■ HOW TO COMPLETE THIS TASK:
In the records below, take the line containing "sdk.open_overlay(self.surface.map_id(), id, anchor);" and reproduce it and every subsequent line exactly, adding nothing.

■ TASK MATERIAL:
.....
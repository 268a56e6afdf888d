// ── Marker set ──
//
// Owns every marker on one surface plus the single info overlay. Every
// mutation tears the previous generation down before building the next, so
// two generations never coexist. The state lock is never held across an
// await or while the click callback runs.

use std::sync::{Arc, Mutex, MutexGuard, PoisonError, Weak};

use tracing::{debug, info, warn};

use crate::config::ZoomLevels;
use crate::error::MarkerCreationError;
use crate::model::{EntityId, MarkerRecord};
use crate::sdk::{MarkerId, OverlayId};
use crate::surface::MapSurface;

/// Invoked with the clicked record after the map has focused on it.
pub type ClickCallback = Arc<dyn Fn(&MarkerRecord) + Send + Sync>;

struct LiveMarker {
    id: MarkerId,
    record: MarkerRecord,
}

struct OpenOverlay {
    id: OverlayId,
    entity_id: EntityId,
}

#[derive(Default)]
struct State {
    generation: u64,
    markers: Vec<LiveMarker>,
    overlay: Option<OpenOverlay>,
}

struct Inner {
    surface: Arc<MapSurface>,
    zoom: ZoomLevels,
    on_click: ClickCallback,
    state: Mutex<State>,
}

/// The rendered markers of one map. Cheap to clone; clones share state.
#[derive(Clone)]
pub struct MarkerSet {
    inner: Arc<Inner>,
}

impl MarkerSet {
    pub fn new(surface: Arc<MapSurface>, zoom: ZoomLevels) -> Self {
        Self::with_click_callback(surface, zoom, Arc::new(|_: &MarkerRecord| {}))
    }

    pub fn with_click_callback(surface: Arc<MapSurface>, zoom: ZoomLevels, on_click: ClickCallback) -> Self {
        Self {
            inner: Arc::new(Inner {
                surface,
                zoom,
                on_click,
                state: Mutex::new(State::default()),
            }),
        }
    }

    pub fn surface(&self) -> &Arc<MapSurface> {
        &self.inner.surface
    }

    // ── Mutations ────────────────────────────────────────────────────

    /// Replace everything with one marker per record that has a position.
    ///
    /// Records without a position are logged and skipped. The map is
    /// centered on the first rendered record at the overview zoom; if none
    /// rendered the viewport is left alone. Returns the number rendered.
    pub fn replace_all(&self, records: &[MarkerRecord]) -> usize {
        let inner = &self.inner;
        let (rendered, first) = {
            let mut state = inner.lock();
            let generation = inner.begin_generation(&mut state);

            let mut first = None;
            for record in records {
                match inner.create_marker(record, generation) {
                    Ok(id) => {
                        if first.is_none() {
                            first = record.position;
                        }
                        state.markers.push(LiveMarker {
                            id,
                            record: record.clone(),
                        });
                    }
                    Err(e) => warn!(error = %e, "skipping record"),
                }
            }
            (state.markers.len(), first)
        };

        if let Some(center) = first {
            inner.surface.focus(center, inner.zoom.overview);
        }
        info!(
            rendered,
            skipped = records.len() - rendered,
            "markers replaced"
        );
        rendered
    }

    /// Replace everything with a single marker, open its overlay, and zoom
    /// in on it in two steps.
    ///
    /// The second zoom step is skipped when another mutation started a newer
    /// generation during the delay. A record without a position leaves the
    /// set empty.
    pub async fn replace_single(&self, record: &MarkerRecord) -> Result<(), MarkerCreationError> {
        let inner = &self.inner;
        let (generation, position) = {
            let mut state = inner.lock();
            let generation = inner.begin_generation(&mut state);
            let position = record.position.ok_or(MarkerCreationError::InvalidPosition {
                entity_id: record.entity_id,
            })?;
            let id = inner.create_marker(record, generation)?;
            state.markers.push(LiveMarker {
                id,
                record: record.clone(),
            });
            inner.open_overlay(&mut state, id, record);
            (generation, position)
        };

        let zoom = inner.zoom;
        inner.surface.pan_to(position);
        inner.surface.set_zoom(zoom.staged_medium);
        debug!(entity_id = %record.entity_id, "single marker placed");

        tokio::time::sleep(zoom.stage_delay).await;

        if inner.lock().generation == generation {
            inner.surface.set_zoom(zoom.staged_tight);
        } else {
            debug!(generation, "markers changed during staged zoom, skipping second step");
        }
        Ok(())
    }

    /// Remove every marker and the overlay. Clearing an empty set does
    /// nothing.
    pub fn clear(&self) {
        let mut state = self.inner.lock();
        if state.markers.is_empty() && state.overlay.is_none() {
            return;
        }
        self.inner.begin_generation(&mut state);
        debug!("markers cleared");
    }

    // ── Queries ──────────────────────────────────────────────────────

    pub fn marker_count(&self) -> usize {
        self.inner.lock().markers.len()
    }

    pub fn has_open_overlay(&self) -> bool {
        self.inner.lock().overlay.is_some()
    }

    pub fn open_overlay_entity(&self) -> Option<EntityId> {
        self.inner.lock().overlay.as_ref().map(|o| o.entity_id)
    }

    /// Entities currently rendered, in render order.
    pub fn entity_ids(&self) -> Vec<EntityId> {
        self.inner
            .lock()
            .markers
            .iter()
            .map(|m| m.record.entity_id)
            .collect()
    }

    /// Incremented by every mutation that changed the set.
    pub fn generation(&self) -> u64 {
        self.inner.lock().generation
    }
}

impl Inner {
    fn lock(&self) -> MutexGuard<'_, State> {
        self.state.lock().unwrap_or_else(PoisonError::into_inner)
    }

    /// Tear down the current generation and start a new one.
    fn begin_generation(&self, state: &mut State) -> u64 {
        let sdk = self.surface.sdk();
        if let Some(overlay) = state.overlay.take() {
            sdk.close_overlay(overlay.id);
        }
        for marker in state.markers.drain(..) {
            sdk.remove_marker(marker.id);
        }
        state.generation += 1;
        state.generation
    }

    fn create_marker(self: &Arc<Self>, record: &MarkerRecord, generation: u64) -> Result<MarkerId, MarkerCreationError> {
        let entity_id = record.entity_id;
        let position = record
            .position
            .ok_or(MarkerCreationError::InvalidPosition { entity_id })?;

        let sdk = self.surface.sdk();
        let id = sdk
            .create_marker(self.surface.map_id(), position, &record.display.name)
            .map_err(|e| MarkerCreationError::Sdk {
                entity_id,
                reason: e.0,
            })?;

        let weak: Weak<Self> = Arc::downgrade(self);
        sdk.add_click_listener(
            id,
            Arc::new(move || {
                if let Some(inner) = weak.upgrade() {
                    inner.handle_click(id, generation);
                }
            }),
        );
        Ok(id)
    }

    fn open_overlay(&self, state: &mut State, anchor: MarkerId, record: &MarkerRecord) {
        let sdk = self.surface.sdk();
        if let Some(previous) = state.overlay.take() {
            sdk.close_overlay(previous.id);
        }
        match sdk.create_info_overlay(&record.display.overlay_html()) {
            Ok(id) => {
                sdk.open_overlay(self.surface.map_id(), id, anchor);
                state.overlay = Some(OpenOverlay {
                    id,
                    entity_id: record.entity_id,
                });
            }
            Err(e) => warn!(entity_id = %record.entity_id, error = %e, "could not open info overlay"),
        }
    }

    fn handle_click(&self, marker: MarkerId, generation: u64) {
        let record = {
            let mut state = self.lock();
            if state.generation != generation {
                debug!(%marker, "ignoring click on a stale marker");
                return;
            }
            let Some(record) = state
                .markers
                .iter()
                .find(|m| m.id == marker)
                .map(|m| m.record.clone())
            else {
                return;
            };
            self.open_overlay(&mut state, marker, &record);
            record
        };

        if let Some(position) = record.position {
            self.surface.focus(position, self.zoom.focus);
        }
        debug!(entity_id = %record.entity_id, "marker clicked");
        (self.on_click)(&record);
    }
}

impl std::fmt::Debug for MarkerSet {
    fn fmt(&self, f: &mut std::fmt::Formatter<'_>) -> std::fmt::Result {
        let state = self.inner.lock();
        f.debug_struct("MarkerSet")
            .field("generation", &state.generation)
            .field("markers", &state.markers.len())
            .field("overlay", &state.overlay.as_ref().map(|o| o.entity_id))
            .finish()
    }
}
.....
■ RESPONSE BOX:
                sdk.open_overlay(self.surface.map_id(), id, anchor);
                state.overlay = Some(OpenOverlay {
                    id,
                    entity_id: record.entity_id,
                });
            }
            Err(e) => warn!(entity_id = %record.entity_id, error = %e, "could not open info overlay"),
        }
    }

    fn handle_click(&self, marker: MarkerId, generation: u64) {
        let record = {
            let mut state = self.lock();
            if state.generation != generation {
                debug!(%marker, "ignoring click on a stale marker");
                return;
            }
            let Some(record) = state
                .markers
                .iter()
                .find(|m| m.id == marker)
                .map(|m| m.record.clone())
            else {
                return;
            };
            self.open_overlay(&mut state, marker, &record);
            record
        };

        if let Some(position) = record.position {
            self.surface.focus(position, self.zoom.focus);
        }
        debug!(entity_id = %record.entity_id, "marker clicked");
        (self.on_click)(&record);
    }
}

impl std::fmt::Debug for MarkerSet {
    fn fmt(&self, f: &mut std::fmt::Formatter<'_>) -> std::fmt::Result {
        let state = self.inner.lock();
        f.debug_struct("MarkerSet")
            .field("generation", &state.generation)
            .field("markers", &state.markers.len())
            .field("overlay", &state.overlay.as_ref().map(|o| o.entity_id))
            .finish()
    }
}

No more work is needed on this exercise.